Perhaps most difficult, however, is the way in which the novel’s end challenges a basic assumption: proper strategies for collective life are outcome driven, with a clear goal achieved. But, according to Camus, we don’t win. The plague ends, but it can come again—emerging out of hiding to hamper life. Citizens of Oran in the novel celebrate a victory of sorts, but the end of the plague isn’t a win over death but rather a break in the action. In our world changed by COVID-19, we do well to heed Camus’s warning: there are threats that we can’t conquer. That is to say, this virus and its impact should remind us that outcome-driven strategies are useful. The idea that we act in the world with the intent of safeguarding life because our goals will be fulfilled is a poor approach, particularly for humanists who make no claims to cosmic aid.

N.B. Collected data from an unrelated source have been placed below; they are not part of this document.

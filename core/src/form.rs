//! Per-form submission state machine.
//!
//! # Design
//! A form is `Idle`, `Loading`, `Success` or `Error`, and every change goes
//! through [`Form::dispatch`]. A submission hands out a [`SubmitTicket`]; the
//! outcome is applied only if it carries the ticket of the submission still in
//! flight and the form is still mounted. That keeps a late answer from a
//! superseded or torn-down form from touching state.

use crate::error::ApiError;

#[derive(Debug, Clone, Copy, PartialEq, Eq, Default)]
pub enum FormStatus {
    #[default]
    Idle,
    Loading,
    Success,
    Error,
}

/// Everything a form shows.
#[derive(Debug, Clone, PartialEq)]
pub struct FormViewState<T> {
    pub status: FormStatus,
    pub result: Option<T>,
    pub error_message: Option<String>,
    /// Inline message next to the input; never a top-level error.
    pub field_error: Option<String>,
}

impl<T> Default for FormViewState<T> {
    fn default() -> Self {
        Self {
            status: FormStatus::Idle,
            result: None,
            error_message: None,
            field_error: None,
        }
    }
}

/// Identifies one submission.
#[derive(Debug, Clone, Copy, PartialEq, Eq)]
pub struct SubmitTicket(u64);

#[derive(Debug)]
pub enum FormEvent<T> {
    /// Validated input is about to be sent.
    Submit,
    /// Input failed client-side validation.
    InvalidInput(String),
    /// A local failure shown as a top-level error without any request. A
    /// result already on screen stays.
    Fail(String),
    /// The operation for `ticket` finished.
    Resolve {
        ticket: SubmitTicket,
        outcome: Result<T, ApiError>,
    },
    /// Back to a blank idle form.
    Reset,
    /// The form is gone; later events are dropped.
    Unmount,
}

#[derive(Debug, Clone, Copy, PartialEq, Eq)]
pub enum Transition {
    Submitted(SubmitTicket),
    Applied,
    /// A request is in flight; the submit control is disabled.
    Busy,
    /// Stale ticket or unmounted form.
    Ignored,
}

#[derive(Debug)]
pub struct Form<T> {
    state: FormViewState<T>,
    next_ticket: u64,
    in_flight: Option<SubmitTicket>,
    mounted: bool,
}

impl<T> Default for Form<T> {
    fn default() -> Self {
        Self::new()
    }
}

impl<T> Form<T> {
    pub fn new() -> Self {
        Self {
            state: FormViewState::default(),
            next_ticket: 0,
            in_flight: None,
            mounted: true,
        }
    }

    pub fn state(&self) -> &FormViewState<T> {
        &self.state
    }

    pub fn status(&self) -> FormStatus {
        self.state.status
    }

    pub fn is_mounted(&self) -> bool {
        self.mounted
    }

    pub fn dispatch(&mut self, event: FormEvent<T>) -> Transition {
        if !self.mounted {
            return Transition::Ignored;
        }
        match event {
            FormEvent::Submit => {
                if self.in_flight.is_some() {
                    return Transition::Busy;
                }
                self.next_ticket += 1;
                let ticket = SubmitTicket(self.next_ticket);
                self.in_flight = Some(ticket);
                self.state = FormViewState {
                    status: FormStatus::Loading,
                    ..FormViewState::default()
                };
                Transition::Submitted(ticket)
            }
            FormEvent::InvalidInput(message) => {
                if self.in_flight.is_some() {
                    return Transition::Busy;
                }
                self.state.field_error = Some(message);
                Transition::Applied
            }
            FormEvent::Fail(message) => {
                if self.in_flight.is_some() {
                    return Transition::Busy;
                }
                self.state.status = FormStatus::Error;
                self.state.error_message = Some(message);
                self.state.field_error = None;
                Transition::Applied
            }
            FormEvent::Resolve { ticket, outcome } => {
                if self.in_flight != Some(ticket) {
                    return Transition::Ignored;
                }
                self.in_flight = None;
                self.state = match outcome {
                    Ok(result) => FormViewState {
                        status: FormStatus::Success,
                        result: Some(result),
                        ..FormViewState::default()
                    },
                    Err(err) => {
                        tracing::debug!(error = %err, "submission failed");
                        FormViewState {
                            status: FormStatus::Error,
                            error_message: Some(err.user_message().to_string()),
                            ..FormViewState::default()
                        }
                    }
                };
                Transition::Applied
            }
            FormEvent::Reset => {
                self.in_flight = None;
                self.state = FormViewState::default();
                Transition::Applied
            }
            FormEvent::Unmount => {
                self.in_flight = None;
                self.mounted = false;
                Transition::Applied
            }
        }
    }

    /// Submit and resolve with `operation` in one step.
    ///
    /// `operation` runs only if the submission was accepted, so it sees the
    /// cleared loading state.
    pub fn run<F>(&mut self, operation: F) -> Transition
    where
        F: FnOnce(&FormViewState<T>) -> Result<T, ApiError>,
    {
        let ticket = match self.dispatch(FormEvent::Submit) {
            Transition::Submitted(ticket) => ticket,
            other => return other,
        };
        let outcome = operation(&self.state);
        self.dispatch(FormEvent::Resolve { ticket, outcome })
    }
}

#[cfg(test)]
mod tests {
    use super::*;
    use crate::error::{NormalizedError, UNEXPECTED_ERROR_MESSAGE};

    fn typed(message: &str) -> ApiError {
        ApiError::Backend(NormalizedError {
            message: message.to_string(),
            error_code: "CONVERSION_ERROR".to_string(),
            correlation_id: "unknown".to_string(),
            status_code: 500,
            details: None,
        })
    }

    fn submitted(form: &mut Form<String>) -> SubmitTicket {
        match form.dispatch(FormEvent::Submit) {
            Transition::Submitted(ticket) => ticket,
            other => panic!("submit refused: {other:?}"),
        }
    }

    #[test]
    fn starts_idle_and_empty() {
        let form: Form<String> = Form::new();
        assert_eq!(form.state(), &FormViewState::default());
        assert!(form.is_mounted());
    }

    #[test]
    fn success_stores_result() {
        let mut form = Form::new();
        let ticket = submitted(&mut form);
        assert_eq!(form.status(), FormStatus::Loading);
        form.dispatch(FormEvent::Resolve {
            ticket,
            outcome: Ok("CC(C)CC".to_string()),
        });
        assert_eq!(form.status(), FormStatus::Success);
        assert_eq!(form.state().result.as_deref(), Some("CC(C)CC"));
        assert!(form.state().error_message.is_none());
    }

    #[test]
    fn typed_failure_keeps_backend_message() {
        let mut form: Form<String> = Form::new();
        form.run(|_| Err(typed("Conversion failed")));
        assert_eq!(form.status(), FormStatus::Error);
        assert_eq!(form.state().error_message.as_deref(), Some("Conversion failed"));
        assert!(form.state().result.is_none());
    }

    #[test]
    fn untyped_failure_uses_generic_message() {
        let mut form: Form<String> = Form::new();
        form.run(|_| Err(ApiError::Transport("dns lookup failed".to_string())));
        assert_eq!(form.state().error_message.as_deref(), Some(UNEXPECTED_ERROR_MESSAGE));
    }

    #[test]
    fn resubmission_clears_previous_result_before_resolving() {
        let mut form = Form::new();
        form.run(|_| Ok("first".to_string()));
        assert_eq!(form.state().result.as_deref(), Some("first"));

        form.run(|during| {
            assert_eq!(during.status, FormStatus::Loading);
            assert!(during.result.is_none());
            assert!(during.error_message.is_none());
            Err(typed("second failed"))
        });
        assert!(form.state().result.is_none());
        assert_eq!(form.state().error_message.as_deref(), Some("second failed"));
    }

    #[test]
    fn submit_while_loading_is_refused() {
        let mut form: Form<String> = Form::new();
        let _ticket = submitted(&mut form);
        assert_eq!(form.dispatch(FormEvent::Submit), Transition::Busy);
        assert_eq!(form.run(|_| Ok("never".to_string())), Transition::Busy);
    }

    #[test]
    fn invalid_input_leaves_status_alone() {
        let mut form: Form<String> = Form::new();
        form.dispatch(FormEvent::InvalidInput("Please enter a chemical name".to_string()));
        assert_eq!(form.status(), FormStatus::Idle);
        assert_eq!(form.state().field_error.as_deref(), Some("Please enter a chemical name"));
        assert!(form.state().error_message.is_none());

        form.run(|_| Ok("ok".to_string()));
        assert!(form.state().field_error.is_none());
    }

    #[test]
    fn stale_ticket_is_ignored() {
        let mut form = Form::new();
        let old = submitted(&mut form);
        form.dispatch(FormEvent::Reset);
        let current = submitted(&mut form);
        let applied = form.dispatch(FormEvent::Resolve {
            ticket: old,
            outcome: Ok("late".to_string()),
        });
        assert_eq!(applied, Transition::Ignored);
        assert_eq!(form.status(), FormStatus::Loading);

        form.dispatch(FormEvent::Resolve {
            ticket: current,
            outcome: Ok("current".to_string()),
        });
        assert_eq!(form.state().result.as_deref(), Some("current"));
    }

    #[test]
    fn outcome_after_unmount_does_not_mutate() {
        let mut form = Form::new();
        let ticket = submitted(&mut form);
        form.dispatch(FormEvent::Unmount);
        let applied = form.dispatch(FormEvent::Resolve {
            ticket,
            outcome: Ok("too late".to_string()),
        });
        assert_eq!(applied, Transition::Ignored);
        assert_eq!(form.status(), FormStatus::Loading);
        assert!(form.state().result.is_none());
    }

    #[test]
    fn fail_sets_error_and_keeps_result() {
        let mut form: Form<String> = Form::new();
        form.run(|_| Ok("old".to_string()));
        form.dispatch(FormEvent::Fail("File size must be less than 10MB".to_string()));
        assert_eq!(form.status(), FormStatus::Error);
        assert_eq!(form.state().error_message.as_deref(), Some("File size must be less than 10MB"));
        assert_eq!(form.state().result.as_deref(), Some("old"));

        // The next submission still starts from a blank state.
        form.run(|_| Err(ApiError::Transport("down".to_string())));
        assert!(form.state().result.is_none());
    }
}
// Copyright 2020 Joyent, Inc.

use std::collections::{HashMap, VecDeque};
use std::fmt;
use std::rc::Rc;
use std::sync::Arc;
use std::time::Duration;

use chrono::{DateTime, Utc};
use serde::Deserialize;
use slog::Logger;

use crate::backend::{BackendKey, BackendLocation};
use crate::connection::Connection;
use crate::connection_pool::ConnectionPool;
use crate::connection_set::ConnectionSet;
use crate::context::ContextId;
use crate::error::Error;

/// Receives one observation per completed request.
pub trait MetricsCollector {
    fn request_completed(
        &self,
        method: &str,
        latency: Duration,
        error: Option<&Error>,
    );
}

/// The configuration options for a client. Everything but `backend` is
/// optional. Options can be loaded from JSON; `log` and `metrics` must be
/// filled in by the caller.
#[derive(Deserialize)]
pub struct ClientOptions {
    /// Where the connection set should look for backends.
    pub backend: BackendLocation,
    /// The number of connections the connection set should keep open. If not
    /// specified the default is 6.
    pub target_connections: Option<u32>,
    /// The maximum number of connections the connection set may open. If not
    /// specified the default is 15.
    pub max_connections: Option<u32>,
    /// If true, an error reported by the connection set before the first
    /// connection is established closes the client. The default is false.
    pub fail_fast: Option<bool>,
    /// If true, transport errors are reported as the innermost error of their
    /// cause chain. The default is false.
    pub unwrap_errors: Option<bool>,
    /// How many recent requests to remember for diagnostics. The default is 5.
    pub recent_request_count: Option<usize>,
    /// TCP keep-alive idle time in milliseconds passed to the connection set.
    /// The default is 10000.
    pub tcp_keepalive_idle: Option<u64>,
    #[serde(skip)]
    pub metrics: Option<Rc<dyn MetricsCollector>>,
    /// An optional `slog` logger instance. If none is provided then the
    /// logging will fall back to the [`slog-stdlog`](https://docs.rs/slog-stdlog)
    /// drain.
    #[serde(skip)]
    pub log: Option<Logger>,
}

impl ClientOptions {
    pub fn new(backend: BackendLocation) -> Self {
        ClientOptions {
            backend,
            target_connections: None,
            max_connections: None,
            fail_fast: None,
            unwrap_errors: None,
            recent_request_count: None,
            tcp_keepalive_idle: None,
            metrics: None,
            log: None,
        }
    }
}

impl fmt::Debug for ClientOptions {
    fn fmt(&self, f: &mut fmt::Formatter) -> fmt::Result {
        f.debug_struct("ClientOptions")
            .field("backend", &self.backend)
            .field("target_connections", &self.target_connections)
            .field("max_connections", &self.max_connections)
            .field("fail_fast", &self.fail_fast)
            .field("unwrap_errors", &self.unwrap_errors)
            .field("recent_request_count", &self.recent_request_count)
            .field("tcp_keepalive_idle", &self.tcp_keepalive_idle)
            .field("metrics", &self.metrics.is_some())
            .finish()
    }
}

/// Lifecycle notifications published by a client.
#[derive(Clone, Debug)]
pub enum ClientEvent {
    /// The first connection became available.
    Connect,
    /// The connection set reported an error.
    Error(Arc<Error>),
    /// Shutdown has completed.
    Closed,
}

/// Sum type representing the current state of the client.
#[derive(Copy, Clone, Debug, Eq, PartialEq)]
pub enum ClientState {
    /// The client accepts new requests.
    Running,
    /// `close` was called; outstanding requests are being aborted.
    Closing,
    /// The client and its connection set have shut down.
    Closed,
}

impl fmt::Display for ClientState {
    fn fmt(&self, fmt: &mut fmt::Formatter) -> fmt::Result {
        match self {
            ClientState::Running => fmt.write_str("running"),
            ClientState::Closing => fmt.write_str("closing"),
            ClientState::Closed => fmt.write_str("closed"),
        }
    }
}

/// A request recently started by the client.
#[derive(Clone, Debug, PartialEq)]
pub struct RecentRequest {
    pub id: ContextId,
    pub method: String,
    pub backend: BackendKey,
    pub started: DateTime<Utc>,
}

// The mutable state behind a client.
pub(crate) struct ClientData<C: Connection> {
    pub pool: ConnectionPool<C>,
    // Active request contexts and the connection each is using.
    pub contexts: HashMap<ContextId, Rc<C>>,
    pub next_context_id: u64,
    pub state: ClientState,
    pub ever_connected: bool,
    pub finalizing: bool,
    pub fail_fast: bool,
    pub recent: VecDeque<RecentRequest>,
    pub recent_max: usize,
    pub set: Option<Box<dyn ConnectionSet<C>>>,
}

impl<C> ClientData<C>
where
    C: Connection,
{
    pub fn remember(&mut self, request: RecentRequest) {
        if self.recent_max == 0 {
            return;
        }
        while self.recent.len() >= self.recent_max {
            self.recent.pop_front();
        }
        self.recent.push_back(request);
    }
}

More appropriate in a context where the plague may once again reach out to kill is a sense of perpetual rebellion: an understanding that we struggle to improve circumstances for all of life because we can, not because we will be successful. There is a tragic-comic quality of life that should remind us of the interrelated nature of life and death, as well as the manner in which our best efforts often betray us.
So, why not just surrender and assume this is the end of things as we’ve known them? Why struggle to make improvements? Why work against the spread of this virus? Why attempt to safeguard life in such uncertain times? Simply because we can and not because we are sure (or even likely) to find victory or the fulfillment of our efforts.
Think about this in relationship to Camus’s depiction of Sisyphus and his stone. Punished by the gods, Sisyphus is tasked with moving his stone up a hill, only to have it come back down, and the process starts again…forever. According to Camus, one might think this would defeat him—this is surely what the gods anticipated—because there is no final outcome, no victory. But he continues his task, with full awareness of his circumstances. The short story that names the larger collection—The Myth of Sisyphus and Other Essays—ends with these words:
I leave Sisyphus at the foot of the mountain! One always finds one’s burden again. But Sisyphus teaches the higher fidelity that negates the gods and raises rocks. He too concludes that all is well. This universe henceforth without a master seems to him neither sterile nor futile. Each atom of that stone, each mineral flake of that night filled mountain, in itself forms a world. The struggle itself toward the heights is enough to fill a man’s heart. One must imagine Sisyphus happy.
We struggle with our own task, work against the threat of this virus, but as Sisyphus we should do this (continue our efforts) simply because we can. COVID-19, some day, will withdraw—and we will leave our homes again, gather with family and friends. But the virus won’t be gone, the threat is ever present. Things are “well” not because the threat has been tamed, but because we persist. We should work to make life better, and in so doing we imagine ourselves, like Sisyphus, happy.